Yangonin has been shown to bind selectively to the cannabinoid receptor CB1, with a binding affinity (Ki) of 0.72 μM, and demonstrates low affinity for the CB2 receptor (Ki > 10 μM). It acts as an agonist at the CB1 receptor. This affinity suggests that the endocannabinoid system may play a role in the complex psychopharmacological effects of traditional kava beverages and anxiolytic preparations derived from the kava plant.

A 2024 study investigated the analgesic effects of two kavalactones—kavain and yangonin—derived from Piper methysticum. Researchers administered these compounds via intrathecal injection to male Sprague-Dawley rats and evaluated their impact on Nociception, inflammatory hyperalgesia, and neuropathic mechanical allodynia using the tail-flick test, plantar test, and von Frey test, respectively. Yangonin significantly reduced nociception and inflammatory pain, effects reversed by co-administration of a CB1 receptor antagonist, suggesting its action through the endocannabinoid system. In contrast, kavain showed no analgesic effects. The findings highlight yangonin as a potential CB1-mediated treatment for certain types of pain.
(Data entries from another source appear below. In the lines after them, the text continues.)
//! Recording test doubles for the queue traits

use std::{
    collections::HashMap,
    sync::{
        atomic::{AtomicUsize, Ordering},
        Arc, Mutex,
    },
};

use async_trait::async_trait;
use command_queue::{
    Envelope, JsonMessageSerializer, MessageSerializer, QueueClient, QueueClientFactory,
    QueueError, QueueMessage, QueueResult,
};

/// Entry submitted through a [`RecordingQueueClient`]
#[derive(Debug, Clone, PartialEq, Eq)]
pub struct SentEntry {
    pub body: String,
    pub message_group_id: Option<String>,
}

/// Queue client keeping submitted entries in memory
pub struct RecordingQueueClient {
    queue_name: String,
    sent: Mutex<Vec<SentEntry>>,
    fail_send: bool,
}

impl RecordingQueueClient {
    pub fn new(queue_name: &str, fail_send: bool) -> Self {
        Self {
            queue_name: queue_name.to_string(),
            sent: Mutex::new(Vec::new()),
            fail_send,
        }
    }

    pub fn sent(&self) -> Vec<SentEntry> {
        self.sent.lock().unwrap().clone()
    }
}

#[async_trait]
impl QueueClient for RecordingQueueClient {
    fn queue_name(&self) -> &str {
        &self.queue_name
    }

    fn queue_url(&self) -> &str {
        "memory://queue"
    }

    async fn send_message(
        &self,
        body: String,
        message_group_id: Option<String>,
    ) -> QueueResult<String> {
        if self.fail_send {
            return Err(QueueError::ConnectionError("queue unavailable".to_string()));
        }

        let mut sent = self.sent.lock().unwrap();
        sent.push(SentEntry {
            body,
            message_group_id,
        });
        Ok(format!("{}-{}", self.queue_name, sent.len()))
    }

    async fn receive_messages(&self, max_messages: i32) -> QueueResult<Vec<QueueMessage<String>>> {
        let max_messages = usize::try_from(max_messages).unwrap_or_default();
        Ok(self
            .sent()
            .into_iter()
            .enumerate()
            .take(max_messages)
            .map(|(i, entry)| QueueMessage {
                body: entry.body,
                receipt_handle: format!("receipt-{i}"),
                message_id: format!("{}-{}", self.queue_name, i + 1),
            })
            .collect())
    }

    async fn delete_message(&self, _receipt_handle: &str) -> QueueResult<()> {
        Ok(())
    }
}

/// How a [`RecordingClientFactory`] behaves
#[derive(Debug, Clone, Copy, PartialEq, Eq)]
pub enum FactoryBehavior {
    Succeed,
    FailConnection,
    FailSend,
}

/// Factory handing out [`RecordingQueueClient`]s and counting calls
pub struct RecordingClientFactory {
    behavior: FactoryBehavior,
    calls: AtomicUsize,
    clients: Mutex<HashMap<String, Arc<RecordingQueueClient>>>,
}

impl RecordingClientFactory {
    pub fn new(behavior: FactoryBehavior) -> Self {
        Self {
            behavior,
            calls: AtomicUsize::new(0),
            clients: Mutex::new(HashMap::new()),
        }
    }

    pub fn calls(&self) -> usize {
        self.calls.load(Ordering::SeqCst)
    }

    /// Client previously handed out for `queue_name`
    pub fn client(&self, queue_name: &str) -> Option<Arc<RecordingQueueClient>> {
        self.clients.lock().unwrap().get(queue_name).cloned()
    }
}

#[async_trait]
impl QueueClientFactory for RecordingClientFactory {
    async fn get_client(&self, queue_name: &str) -> QueueResult<Arc<dyn QueueClient>> {
        self.calls.fetch_add(1, Ordering::SeqCst);

        if self.behavior == FactoryBehavior::FailConnection {
            return Err(QueueError::ConnectionError(
                "connection refused".to_string(),
            ));
        }

        let fail_send = self.behavior == FactoryBehavior::FailSend;
        let client = self
            .clients
            .lock()
            .unwrap()
            .entry(queue_name.to_string())
            .or_insert_with(|| Arc::new(RecordingQueueClient::new(queue_name, fail_send)))
            .clone();

        let client: Arc<dyn QueueClient> = client;
        Ok(client)
    }
}

/// JSON serializer counting its calls
pub struct CountingSerializer {
    inner: JsonMessageSerializer,
    serialize_calls: AtomicUsize,
    fail: bool,
}

impl CountingSerializer {
    pub fn new(fail: bool) -> Self {
        Self {
            inner: JsonMessageSerializer,
            serialize_calls: AtomicUsize::new(0),
            fail,
        }
    }

    pub fn serialize_calls(&self) -> usize {
        self.serialize_calls.load(Ordering::SeqCst)
    }
}

impl MessageSerializer for CountingSerializer {
    fn serialize(&self, envelope: &Envelope) -> QueueResult<String> {
        self.serialize_calls.fetch_add(1, Ordering::SeqCst);

        if self.fail {
            // Surface a real serde_json error
            return Err(serde_json::from_str::<serde_json::Value>("{")
                .unwrap_err()
                .into());
        }

        self.inner.serialize(envelope)
    }

    fn deserialize(&self, text: &str) -> QueueResult<Envelope> {
        self.inner.deserialize(text)
    }
}
//! SQS stub served by wiremock, speaking the AWS JSON protocol

use std::sync::Arc;

use aws_sdk_sqs::Client as SqsClient;
use command_queue::{ConnectionSettings, QueueConfig, SqsQueueClientFactory};
use serde_json::Value;
use wiremock::{
    matchers::{header, method},
    Mock, MockBuilder, MockServer, ResponseTemplate,
};

/// Content type of AWS JSON 1.0 responses
const AWS_JSON: &str = "application/x-amz-json-1.0";

/// Stub SQS endpoint plus the connection string pointing at it
pub struct SqsStub {
    pub server: MockServer,
    pub connection_string: String,
}

impl SqsStub {
    pub async fn start() -> Self {
        let server = MockServer::start().await;
        let connection_string = format!(
            "Endpoint={};Region=us-east-1;AccessKeyId=test;SecretAccessKey=test",
            server.uri()
        );

        Self {
            server,
            connection_string,
        }
    }

    /// URL the stub hands out for `queue_name`
    pub fn queue_url(&self, queue_name: &str) -> String {
        format!("{}/000000000000/{queue_name}", self.server.uri())
    }

    /// Factory wrapping an SQS client configured for the stub
    pub async fn factory(&self) -> SqsQueueClientFactory {
        let settings: ConnectionSettings = self
            .connection_string
            .parse()
            .expect("Stub connection string should parse");
        let sqs_client = Arc::new(SqsClient::new(&settings.aws_config().await));

        SqsQueueClientFactory::with_sqs_client(
            Arc::new(QueueConfig::new(self.connection_string.clone())),
            sqs_client,
        )
    }

    /// JSON bodies of every request received for `operation`, e.g. `SendMessage`
    pub async fn requests(&self, operation: &str) -> Vec<Value> {
        let target = format!("AmazonSQS.{operation}");
        self.server
            .received_requests()
            .await
            .expect("Request recording should be enabled")
            .iter()
            .filter(|request| {
                request
                    .headers
                    .get("x-amz-target")
                    .and_then(|value| value.to_str().ok())
                    == Some(target.as_str())
            })
            .map(|request| request.body_json().expect("Request body should be JSON"))
            .collect()
    }
}

/// Matches a POST for the given SQS operation
pub fn sqs_operation(operation: &str) -> MockBuilder {
    let target = format!("AmazonSQS.{operation}");
    Mock::given(method("POST")).and(header("x-amz-target", target.as_str()))
}

/// Successful AWS JSON response
pub fn sqs_response(body: &Value) -> ResponseTemplate {
    ResponseTemplate::new(200).set_body_raw(body.to_string(), AWS_JSON)
}

/// AWS JSON error response
pub fn sqs_error(status: u16, error_type: &str) -> ResponseTemplate {
    let body = serde_json::json!({
        "__type": format!("com.amazonaws.sqs#{error_type}"),
        "message": "stubbed failure",
    });
    ResponseTemplate::new(status).set_body_raw(body.to_string(), AWS_JSON)
}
It exhibits neuroprotective, neuromodulatory, and antifungal activities. It enhances the activity of GABA_{A} receptors. It also activates Nrf2 in neurons and astroglia, providing protection against amyloid-β-induced neurotoxicity. Additionally, it displays antimicrobial activity against Fusarium, Trichoderma, and Colletotrichum species.
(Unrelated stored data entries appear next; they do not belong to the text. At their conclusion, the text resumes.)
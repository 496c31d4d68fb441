//! Queue communicator
//!
//! The facade applications call to dispatch a command: it resolves the envelope's
//! route to a queue, serializes the envelope and submits it as a single entry.

use std::sync::Arc;

use async_trait::async_trait;
use tracing::{error, info, instrument};

use crate::{
    client::QueueClientFactory,
    error::{QueueError, QueueResult},
    message::{Envelope, MessageGroupId},
    serializer::MessageSerializer,
};

/// Sends envelopes to the queue named by their route
#[async_trait]
pub trait QueueCommunicator: Send + Sync {
    /// Sends a message to the queue named by its route
    ///
    /// # Returns
    ///
    /// The message ID assigned by the queue service
    ///
    /// # Errors
    ///
    /// Returns `QueueError::InvalidMessage` if the route is empty or does not belong to the
    /// command, otherwise any error from resolving the queue, serializing or submitting
    async fn send(&self, message: &Envelope) -> QueueResult<String>;
}

/// Communicator composing a client factory and a serializer
pub struct RoutedQueueCommunicator {
    client_factory: Arc<dyn QueueClientFactory>,
    serializer: Arc<dyn MessageSerializer>,
}

impl RoutedQueueCommunicator {
    /// Creates a new communicator
    ///
    /// # Arguments
    ///
    /// * `client_factory` - Resolves queue handles by route
    /// * `serializer` - Encodes envelopes into queue entries
    #[must_use]
    pub fn new(
        client_factory: Arc<dyn QueueClientFactory>,
        serializer: Arc<dyn MessageSerializer>,
    ) -> Self {
        Self {
            client_factory,
            serializer,
        }
    }
}

/// Checks the envelope carries the route fixed by its command
fn validate_route(message: &Envelope) -> QueueResult<()> {
    let route = message.route();
    if route.trim().is_empty() {
        return Err(QueueError::InvalidMessage(
            "message route must not be empty".to_string(),
        ));
    }

    let expected = message.command().route();
    if route != expected.as_ref() {
        return Err(QueueError::InvalidMessage(format!(
            "route '{route}' does not match command route '{expected}'"
        )));
    }

    Ok(())
}

#[async_trait]
impl QueueCommunicator for RoutedQueueCommunicator {
    #[instrument(skip(self, message), fields(route = %message.route()))]
    async fn send(&self, message: &Envelope) -> QueueResult<String> {
        validate_route(message)?;

        let client = self
            .client_factory
            .get_client(message.route())
            .await
            .inspect_err(|e| error!(error = ?e, "Failed to resolve queue client"))?;

        let body = self
            .serializer
            .serialize(message)
            .inspect_err(|e| error!(error = ?e, "Failed to serialize message"))?;

        let message_id = client
            .send_message(body, Some(message.message_group_id()))
            .await
            .inspect_err(|e| error!(error = ?e, "Failed to submit message"))?;

        info!(queue_name = client.queue_name(), message_id = %message_id, "Message sent");

        Ok(message_id)
    }
}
Yangonin has been identified as the most potent monoamine oxidase (MAO) inhibitor among the major kavalactones in Piper methysticum (kava). In vitro studies show that yangonin inhibits MAO-A with an IC_{50} of 1.29 μM and MAO-B with an IC_{50} of 0.085 μM, indicating strong activity, particularly against MAO-B. These findings suggest that MAO inhibition by yangonin may contribute to the central nervous system effects of kava, such as its anxiolytic properties.

Yangonin, the strongest COX-II inhibitor among the six main kavalactones from kava, also showed moderate free radical scavenging activity, though its antioxidant effect in lipid oxidation assays could not be assessed due to solubility issues.

==Toxicity==
Yangonin displays marked in vitro toxicity on human hepatocytes with approximately 40% reduction in viability based on an ethidium bromide assay. The predominant mode of cell death turned out to be apoptosis rather than necrosis. No significant changes were observed in glutathione levels.

==Biosynthesis==
Yangonin is biosynthesized from coumaroyl-CoA and malonyl-CoA.